Home > Tech > Content

Practical File Operations in Python

Tech May 17 15

Python's file operations are straightforward, using the built-in open() function to obtain a file handler for performing various tasks. The permissible actions are determined by the specified access mode.

Available access modes include: r, w, a, r+, w+, a+, rb, wb, ab, r+b, w+b, a+b. The default mode is r for read-only.

Read-Only Modes (`r`, `rb`)

data_file = open('document.txt', mode='r', encoding='utf-8')
data_content = data_file.read()
print(data_content)
data_file.close()

The encoding parameter is used to decode the file's content.

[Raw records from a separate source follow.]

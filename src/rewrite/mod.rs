//! Path lowering and constant folding, iterated to a fixed point.
//!
//! Both passes are full-tree bottom-up rescans with a change flag. The
//! driver alternates them until a complete round changes nothing, then
//! verifies no path variant survived. Termination is guaranteed because
//! each rewrite strictly reduces path-node count or foldable-constant
//! count; the iteration cap turns a non-convergent rewrite into a fault
//! instead of an infinite loop.

mod const_fold;
mod path_lower;

use tracing::{debug, trace};

use crate::algebra::{Expr, PlanNode};
use crate::error::{LowerError, LowerResult};

/// Upper bound on rewrite rounds before declaring divergence.
pub const MAX_REWRITE_PASSES: usize = 64;

/// Lowers paths and folds constants in a scalar expression until
/// neither pass changes anything.
pub fn lower_paths(expr: &mut Expr) -> LowerResult<()> {
    for pass in 0..MAX_REWRITE_PASSES {
        let mut changed = path_lower::apply(expr)?;
        changed |= const_fold::apply(expr)?;
        trace!(pass, changed, "rewrite pass over expression");
        if !changed {
            return check_paths_gone(expr);
        }
    }
    Err(LowerError::RewriteDivergence(MAX_REWRITE_PASSES))
}

/// Lowers paths and folds constants in every expression embedded in a
/// plan tree until a full round over the tree changes nothing.
pub fn lower_plan_paths(tree: &mut PlanNode) -> LowerResult<()> {
    for pass in 0..MAX_REWRITE_PASSES {
        let mut changed = false;
        tree.for_each_expr_mut(&mut |expr| {
            changed |= path_lower::apply(expr)?;
            changed |= const_fold::apply(expr)?;
            Ok(())
        })?;
        debug!(pass, changed, "rewrite pass over plan tree");
        if !changed {
            let mut result = Ok(());
            tree.for_each_expr_mut(&mut |expr| {
                if result.is_ok() {
                    result = check_paths_gone(expr);
                }
                Ok(())
            })?;
            return result;
        }
    }
    Err(LowerError::RewriteDivergence(MAX_REWRITE_PASSES))
}

/// A path variant that survives the fixed point has no rewrite that can
/// eliminate it: the composition was malformed.
fn check_paths_gone(expr: &Expr) -> LowerResult<()> {
    if expr.contains_path() {
        return Err(LowerError::MalformedPath(expr.to_string()));
    }
    Ok(())
}

#[cfg(test)]
mod tests {
    use super::*;
    use crate::algebra::Operator;

    #[test]
    fn filter_path_lowers_to_single_comparison() {
        let mut e = Expr::eval_filter(
            Expr::path_get("a", Expr::path_compare(Operator::GtEq, Expr::int32(23))),
            Expr::variable("scan0"),
        );
        lower_paths(&mut e).unwrap();
        assert_eq!(
            e,
            Expr::call("getField", vec![Expr::variable("scan0"), Expr::string("a")])
                .gte(Expr::int32(23))
        );
    }

    #[test]
    fn fixed_point_is_idempotent() {
        let mut e = Expr::eval_filter(
            Expr::path_get("a", Expr::path_compare(Operator::GtEq, Expr::int32(20).add(Expr::int32(3)))),
            Expr::variable("scan0"),
        );
        lower_paths(&mut e).unwrap();
        let after_first = e.clone();
        lower_paths(&mut e).unwrap();
        assert_eq!(e, after_first);
    }

    #[test]
    fn folding_reaches_through_lowered_paths() {
        // The comparison bound folds to a constant during the same run.
        let mut e = Expr::eval_filter(
            Expr::path_constant(Expr::int32(1).add(Expr::int32(2)).eq(Expr::int32(3))),
            Expr::variable("scan0"),
        );
        lower_paths(&mut e).unwrap();
        assert_eq!(e, Expr::boolean(true));
    }

    #[test]
    fn orphan_path_variant_is_malformed() {
        // A PathCompare with no addressable input cannot be rewritten.
        let mut e = Expr::path_compare(Operator::Eq, Expr::int32(1));
        assert!(matches!(lower_paths(&mut e), Err(LowerError::MalformedPath(_))));
    }
}
use std::path::{Path, PathBuf};

use thiserror::Error;

pub mod boundary;
pub mod extract;
pub mod linear;
pub mod orchestrator;
pub mod partition;
pub mod profile;
pub mod title;

pub use boundary::{BoundaryError, BoundaryRule, HeadingPattern, match_boundaries};
pub use extract::{PageText, PageTextExtractor, TextSource};
pub use linear::{LinearText, linearize};
pub use orchestrator::{SegmentOptions, SegmentedDocument, Segmenter};
pub use partition::partition;
pub use profile::{DEFAULT_PROFILE, DocumentProfile, ProfileBuilder, ProfileError, ProfileRegistry};
pub use title::{TitleMode, normalize_title, resolve_label};
// Re-export domain types from core (canonical definitions live there)
pub use chaptersplit_core::{
    BackendError, Boundary, Degradation, Document, DocumentBackend, ProgressEvent, Recognizer,
    SectionNode, SegmentStats, Span,
};

/// Conditions that end a run. Everything recoverable is reported through
/// [`Degradation`] instead.
#[derive(Error, Debug)]
pub enum SplitError {
    #[error("unknown profile '{key}' (known profiles: {known})")]
    ProfileNotFound { key: String, known: String },
    #[error("cannot open document {}: {source}", path.display())]
    DocumentOpen {
        path: PathBuf,
        #[source]
        source: BackendError,
    },
    #[error("profile '{profile}' found no chapter headings in {}", path.display())]
    NoChapterBoundaries { profile: String, path: PathBuf },
    #[error("chapter matching failed: {0}")]
    Boundary(#[from] BoundaryError),
    #[error("invalid profile: {0}")]
    Profile(#[from] ProfileError),
}

/// Open `path` through `backend`, mapping failure to
/// [`SplitError::DocumentOpen`].
pub fn open_document(
    backend: &dyn DocumentBackend,
    path: &Path,
) -> Result<Box<dyn Document>, SplitError> {
    backend.open(path).map_err(|source| SplitError::DocumentOpen {
        path: path.to_path_buf(),
        source,
    })
}

/// Open and segment a document with `profile`.
///
/// Pipeline:
/// 1. Open the document via `backend`
/// 2. Linearize pages from `profile.skip_pages()` on, with OCR fallback
///    when `recognizer` is given
/// 3. Locate chapter headings (none at all is fatal)
/// 4. Partition into chapters, then each chapter into subchapters
/// 5. Resolve labels
pub fn split_document(
    path: &Path,
    backend: &dyn DocumentBackend,
    profile: &DocumentProfile,
    recognizer: Option<std::sync::Arc<dyn Recognizer>>,
    options: SegmentOptions,
) -> Result<SegmentedDocument, SplitError> {
    let doc = open_document(backend, path)?;
    let mut segmenter = Segmenter::new(profile, options);
    if let Some(recognizer) = recognizer {
        segmenter = segmenter.with_recognizer(recognizer);
    }
    segmenter.segment(doc.as_ref(), path, |_| {})
}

UTF-8 is the most common encoding.

rb mode reads data in binary (bytes format) and does not accept a encoding parameter.

binary_file = open('document.txt', mode='rb')
binary_data = binary_file.read()
print(binary_data)
binary_file.close()
# Output (example): b'\xef\xbb\xbfSample Content...'

Binary read mode (rb) is essential for non-text files like images, audio, or video where data cannot be directly represented as text. It is also fundamental for streaming and file transfer operations.

File Paths:

Absolute Path: The full path from the root directory to the file.
Relative Path: The path relative to the location of the executing script (e.g., './data.txt', '../config.txt'). Using relative paths improves portability, as the project can be moved without breaking file references.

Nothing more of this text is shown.